ASSIGNMENT: From the first line of the records down to the one that holds "its operands from", transcribe each line exactly and add nothing.

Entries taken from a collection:

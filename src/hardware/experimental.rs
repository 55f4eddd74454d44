//! The experimental CPU
//!
//! A four-register heads CPU with a small instruction set. Arithmetic takes
//! its operands from modifiable registers, and `goto` jumps to `label`
//! markers instead of searching for complements. A probabilistic failure is
//! drawn after the cost gates and only skips the instruction; additional
//! time is charged when an instruction succeeds.

use super::{Hardware, Variant, VariantKind, REG_AX, REG_BX, REG_CX};
use crate::context::Context;
use crate::head::HeadId;
use crate::inst_lib::{InstLib, InstLibEntry};
use crate::organism::Organism;

#[derive(Debug, Clone, Copy, PartialEq, Eq)]
pub enum ExpOp {
    Nop,
    IfNEqu,
    IfLess,
    Goto,
    GotoIfNEqu,
    GotoIfLess,
    Pop,
    Push,
    SwapStk,
    Swap,
    ShiftR,
    ShiftL,
    Inc,
    Dec,
    Add,
    Sub,
    Mult,
    Div,
    Mod,
    Nand,
    Io,
    HAlloc,
    HDivide,
    HRead,
    HWrite,
    HCopy,
    HSearch,
    MovHead,
    JmpHead,
    GetHead,
    IfLabel,
    SetFlow,
    Transposon,
}

#[derive(Debug, Clone, Copy, Default, PartialEq, Eq)]
pub struct Experimental;

const DEFAULT_SET: [&str; 27] = [
    "nop-A", "nop-B", "nop-C", "nop-D", "if-n-equ", "if-less", "pop", "push", "swap-stk", "swap", "shift-r",
    "shift-l", "inc", "dec", "add", "sub", "nand", "IO", "h-alloc", "h-divide", "h-copy", "h-search",
    "mov-head", "jmp-head", "get-head", "if-label", "set-flow",
];

fn experimental_lib() -> InstLib<ExpOp> {
    use ExpOp::*;
    type E = InstLibEntry<ExpOp>;
    let nop_desc = "No-operation; modifies other instructions";
    InstLib::new(
        vec![
            E::nop("nop-A", Nop, 0, nop_desc).default_inst(),
            E::nop("nop-B", Nop, 1, nop_desc),
            E::nop("nop-C", Nop, 2, nop_desc),
            E::nop("nop-D", Nop, 3, nop_desc),
            E::new("NULL", Nop, "True no-operation"),
            E::new("nop-X", Nop, "True no-operation"),
            E::new("if-n-equ", IfNEqu, "Execute next if ?BX? != ?CX?"),
            E::new("if-less", IfLess, "Execute next if ?BX? < ?CX?"),
            E::new("label", Nop, "Marker for goto"),
            E::new("goto", Goto, "Move the IP to the label marker matching the following label"),
            E::new("goto-if-n-equ", GotoIfNEqu, "goto if ?BX? != ?CX?"),
            E::new("goto-if-less", GotoIfLess, "goto if ?BX? < ?CX?"),
            E::new("pop", Pop, "Pop the stack into ?BX?"),
            E::new("push", Push, "Push ?BX?"),
            E::new("swap-stk", SwapStk, "Toggle the active stack"),
            E::new("swap", Swap, "Swap ?BX? with ?CX?"),
            E::new("shift-r", ShiftR, "Shift ?BX? right by one"),
            E::new("shift-l", ShiftL, "Shift ?BX? left by one"),
            E::new("inc", Inc, "Increment ?BX?"),
            E::new("dec", Dec, "Decrement ?BX?"),
            E::new("add", Add, "?BX? = ?BX? + ?CX?"),
            E::new("sub", Sub, "?BX? = ?BX? - ?CX?"),
            E::new("mult", Mult, "?BX? = ?BX? * ?CX?"),
            E::new("div", Div, "?BX? = ?BX? / ?CX?"),
            E::new("mod", Mod, "?BX? = ?BX? % ?CX?"),
            E::new("nand", Nand, "?BX? = ?BX? nand ?CX?"),
            E::new("IO", Io, "Output ?BX?, then read the next input into it"),
            E::new("h-alloc", HAlloc, "Allocate maximal memory; ?AX? = old size"),
            E::new("h-divide", HDivide, "Divide between the read and write heads"),
            E::new("h-read", HRead, "?BX? = opcode under ?read? head"),
            E::new("h-write", HWrite, "Write opcode ?BX? under ?write? head"),
            E::new("h-copy", HCopy, "Copy from read head to write head"),
            E::new("h-search", HSearch, "Find the complement label; flow head after it"),
            E::new("mov-head", MovHead, "Move ?IP? to ?flow?"),
            E::new("jmp-head", JmpHead, "Move ?IP? by CX"),
            E::new("get-head", GetHead, "CX = ?IP? position"),
            E::new("if-label", IfLabel, "Execute next if the complement label was just copied"),
            E::new("set-flow", SetFlow, "Flow head = ?CX?"),
            E::new("transposon", Transposon, "Transposable element marker"),
        ],
        DEFAULT_SET.to_vec(),
    )
}

impl Variant for Experimental {
    type Op = ExpOp;

    const KIND: VariantKind = VariantKind::Experimental;
    const NUM_NOPS: usize = 4;
    const NUM_REGISTERS: usize = 4;
    const NUM_LOCAL_STACKS: usize = 1;
    const COMPLEMENT_SHIFT: u8 = 1;
    const FAIL_BEFORE_DISPATCH: bool = true;
    const CHARGE_ADDL_TIME_AFTER: bool = true;

    fn build_lib() -> InstLib<ExpOp> {
        experimental_lib()
    }

    fn new_state() -> Self {
        Experimental
    }

    fn execute(hw: &mut Hardware<Self>, ctx: &mut Context, org: &mut dyn Organism, op: ExpOp) -> bool {
        hw.dispatch(ctx, org, op)
    }
}

impl Hardware<Experimental> {
    fn dispatch(&mut self, ctx: &mut Context, org: &mut dyn Organism, op: ExpOp) -> bool {
        use ExpOp::*;
        match op {
            Nop => true,
            IfNEqu => {
                let (a, b) = self.operand_pair();
                if self.reg(a) == self.reg(b) {
                    self.skip_next();
                }
                true
            }
            IfLess => {
                let (a, b) = self.operand_pair();
                if self.reg(a) >= self.reg(b) {
                    self.skip_next();
                }
                true
            }
            Goto => {
                self.read_label();
                self.goto_marker();
                true
            }
            GotoIfNEqu => {
                let (a, b) = self.operand_pair();
                self.read_label();
                if self.reg(a) != self.reg(b) {
                    self.goto_marker();
                }
                true
            }
            GotoIfLess => {
                let (a, b) = self.operand_pair();
                self.read_label();
                if self.reg(a) < self.reg(b) {
                    self.goto_marker();
                }
                true
            }
            Pop => {
                let r = self.find_modified_register(REG_BX);
                let v = self.stack_pop();
                self.set_reg(r, v);
                true
            }
            Push => {
                let r = self.find_modified_register(REG_BX);
                self.stack_push(self.reg(r));
                true
            }
            SwapStk => {
                self.switch_stack();
                true
            }
            Swap => {
                let (a, b) = self.operand_pair();
                self.cur_mut().regs.swap(a, b);
                true
            }
            ShiftR => self.unary(|v| v >> 1),
            ShiftL => self.unary(|v| v << 1),
            Inc => self.unary(|v| v.wrapping_add(1)),
            Dec => self.unary(|v| v.wrapping_sub(1)),
            Add => self.binary(i32::wrapping_add),
            Sub => self.binary(i32::wrapping_sub),
            Mult => self.binary(i32::wrapping_mul),
            Nand => self.binary(|a, b| !(a & b)),
            Div => {
                let (dst, a, b) = self.operand_triple();
                self.op_div(org, dst, a, b)
            }
            Mod => {
                let (dst, a, b) = self.operand_triple();
                self.op_mod(org, dst, a, b)
            }
            Io => {
                let r = self.find_modified_register(REG_BX);
                self.op_io(ctx, org, r);
                true
            }
            HAlloc => {
                let dst = self.find_modified_register(REG_AX);
                self.op_max_alloc(ctx, org, dst)
            }
            HDivide => self.op_head_divide(ctx, org, 1.0),
            HRead => {
                let dst = self.find_modified_register(REG_BX);
                let head = self.find_modified_head(HeadId::Read);
                self.op_head_read(ctx, dst, head);
                true
            }
            HWrite => {
                let src = self.find_modified_register(REG_BX);
                let head = self.find_modified_head(HeadId::Write);
                self.op_head_write(src, head);
                true
            }
            HCopy => {
                self.op_head_copy(ctx, 1.0, false);
                true
            }
            HSearch => {
                self.op_head_search();
                true
            }
            MovHead => {
                let head = self.find_modified_head(HeadId::Ip);
                let target = self.find_modified_head(HeadId::Flow);
                self.op_move_head(head, target);
                true
            }
            JmpHead => {
                let head = self.find_modified_head(HeadId::Ip);
                let cx = self.reg(REG_CX);
                self.jump_head(head, cx);
                true
            }
            GetHead => {
                let head = self.find_modified_head(HeadId::Ip);
                self.set_reg(REG_CX, self.head(head).pos);
                true
            }
            IfLabel => {
                self.op_if_label();
                true
            }
            SetFlow => {
                let r = self.find_modified_register(REG_CX);
                self.op_set_flow(r);
                true
            }
            Transposon => {
                self.read_label();
                true
            }
        }
    }

    /// `?BX?` and the register modified after it, defaulting to the next.
    fn operand_pair(&mut self) -> (usize, usize) {
        let op1 = self.find_modified_register(REG_BX);
        let op2 = self.find_modified_next_register(op1);
        (op1, op2)
    }

    /// Destination plus two operands, each open to a modifier.
    fn operand_triple(&mut self) -> (usize, usize, usize) {
        let dst = self.find_modified_register(REG_BX);
        let op1 = self.find_modified_register(dst);
        let op2 = self.find_modified_next_register(op1);
        (dst, op1, op2)
    }

    fn unary(&mut self, f: impl FnOnce(i32) -> i32) -> bool {
        let r = self.find_modified_register(REG_BX);
        self.set_reg(r, f(self.reg(r)));
        true
    }

    fn binary(&mut self, f: impl FnOnce(i32, i32) -> i32) -> bool {
        let (dst, a, b) = self.operand_triple();
        self.set_reg(dst, f(self.reg(a), self.reg(b)));
        true
    }

    /// Move the IP onto the `label` marker spelling `next_label`; stays
    /// put when there is none.
    fn goto_marker(&mut self) {
        if let Some(pos) = self.find_marked_label("label") {
            self.set_head_pos(HeadId::Ip, pos as i32);
        }
    }
}

#[cfg(test)]
mod tests {
    use super::*;
    use crate::config::{HardwareConfig, InstEntryConfig};
    use crate::hardware::test_util::{factory, genome, run};
    use crate::hardware::REG_DX;
    use crate::inst::InstFlags;
    use crate::mutation::MutationRates;
    use crate::organism::BasicOrganism;

    fn quiet() -> HardwareConfig {
        HardwareConfig {
            mutations: MutationRates::none(),
            ..HardwareConfig::default()
        }
    }

    fn full_set() -> HardwareConfig {
        let lib = experimental_lib();
        HardwareConfig {
            inst_set: lib.entries().iter().map(|e| InstEntryConfig::named(e.name)).collect(),
            ..quiet()
        }
    }

    /// Heads replicator for four nops: `mov-head` takes a second modifier
    /// for its target, and labels complement to `A D B`.
    const ANCESTOR: &str = "h-alloc h-search nop-D nop-C nop-A mov-head nop-C nop-D \
        h-search h-copy if-label nop-D nop-C nop-A h-divide mov-head nop-A nop-D nop-B";

    #[test]
    fn test_default_set() {
        let f = factory::<Experimental>(quiet());
        assert_eq!(f.inst_set().len(), 27);
        assert_eq!(f.inst_set().num_nops(), 4);
        assert!(f.inst_set().inst("goto").is_none());
    }

    #[test]
    fn test_heads_ancestor_replicates() {
        let f = factory::<Experimental>(quiet());
        let g = genome(&f, ANCESTOR);
        let mut hw = f.create(&g);
        let mut ctx = Context::new(2);
        let mut org = BasicOrganism::default();
        let mut steps = 0;
        while org.offspring.is_empty() && steps < 1000 {
            hw.single_process(&mut ctx, &mut org);
            steps += 1;
        }
        assert_eq!(org.offspring.len(), 1);
        assert_eq!(org.offspring[0].genome, g);
        assert!(org.offspring[0].copy_true);
        assert_eq!(org.phenotype.copied_size, 19);
        assert!(org.faults.is_empty());
    }

    #[test]
    fn test_arithmetic_uses_modified_operands() {
        let f = factory::<Experimental>(full_set());
        let g = genome(&f, "add nop-A nop-C nop-D swap-stk swap-stk swap-stk swap-stk swap-stk swap-stk");
        let mut hw = f.create(&g);
        let mut ctx = Context::new(1);
        let mut org = BasicOrganism::default();
        hw.set_reg(REG_CX, 3);
        hw.set_reg(REG_DX, 4);
        run(&mut hw, &mut ctx, &mut org, 1);
        assert_eq!(hw.reg(REG_AX), 7);
        assert_eq!(hw.ip().pos, 4);
    }

    #[test]
    fn test_swap_defaults_to_next_register() {
        let f = factory::<Experimental>(full_set());
        let g = genome(&f, "swap nop-C swap-stk swap-stk swap-stk swap-stk swap-stk swap-stk swap-stk swap-stk");
        let mut hw = f.create(&g);
        let mut ctx = Context::new(1);
        let mut org = BasicOrganism::default();
        hw.set_reg(REG_CX, 5);
        run(&mut hw, &mut ctx, &mut org, 1);
        assert_eq!(hw.reg(REG_CX), 0);
        assert_eq!(hw.reg(REG_DX), 5);
    }

    #[test]
    fn test_goto_lands_on_exact_marker() {
        let f = factory::<Experimental>(full_set());
        let g = genome(
            &f,
            "goto nop-B inc label nop-B nop-C dec label nop-B inc swap-stk",
        );
        let mut hw = f.create(&g);
        let mut ctx = Context::new(1);
        let mut org = BasicOrganism::default();
        run(&mut hw, &mut ctx, &mut org, 1);
        assert_eq!(hw.ip().pos, 8);
        run(&mut hw, &mut ctx, &mut org, 2);
        assert_eq!(hw.reg(REG_BX), 1);
        assert!(!hw.memory().has_flag(2, InstFlags::EXECUTED));
    }

    #[test]
    fn test_failure_skips_without_retry() {
        let mut set = experimental_lib().default_set_config();
        for line in set.iter_mut().filter(|l| l.name == "inc") {
            line.prob_fail = 1.0;
            line.addl_time_cost = 3;
        }
        let f = factory::<Experimental>(HardwareConfig { inst_set: set, ..quiet() });
        let g = genome(&f, "inc inc dec nop-A nop-A nop-A nop-A nop-A nop-A nop-A");
        let mut hw = f.create(&g);
        let mut ctx = Context::new(1);
        let mut org = BasicOrganism::default();
        run(&mut hw, &mut ctx, &mut org, 3);
        assert_eq!(hw.reg(REG_BX), -1);
        assert_eq!(hw.ip().pos, 3);
        assert_eq!(org.phenotype.time_used, 3);
    }

    #[test]
    fn test_mov_head_to_modified_target() {
        let f = factory::<Experimental>(full_set());
        let g = genome(&f, "mov-head nop-C nop-B swap-stk swap-stk swap-stk swap-stk swap-stk swap-stk swap-stk");
        let mut hw = f.create(&g);
        let mut ctx = Context::new(1);
        let mut org = BasicOrganism::default();
        hw.set_head_pos(HeadId::Read, 6);
        run(&mut hw, &mut ctx, &mut org, 1);
        assert_eq!(hw.head(HeadId::Write).pos, 6);
        assert_eq!(hw.ip().pos, 3);
    }
}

EXPECTED ANSWER:
filename src/hardware/experimental.rs
repository 55f4eddd74454d44
//! The experimental CPU
//!
//! A four-register heads CPU with a small instruction set. Arithmetic takes
//! its operands from modifiable registers, and `goto` jumps to `label`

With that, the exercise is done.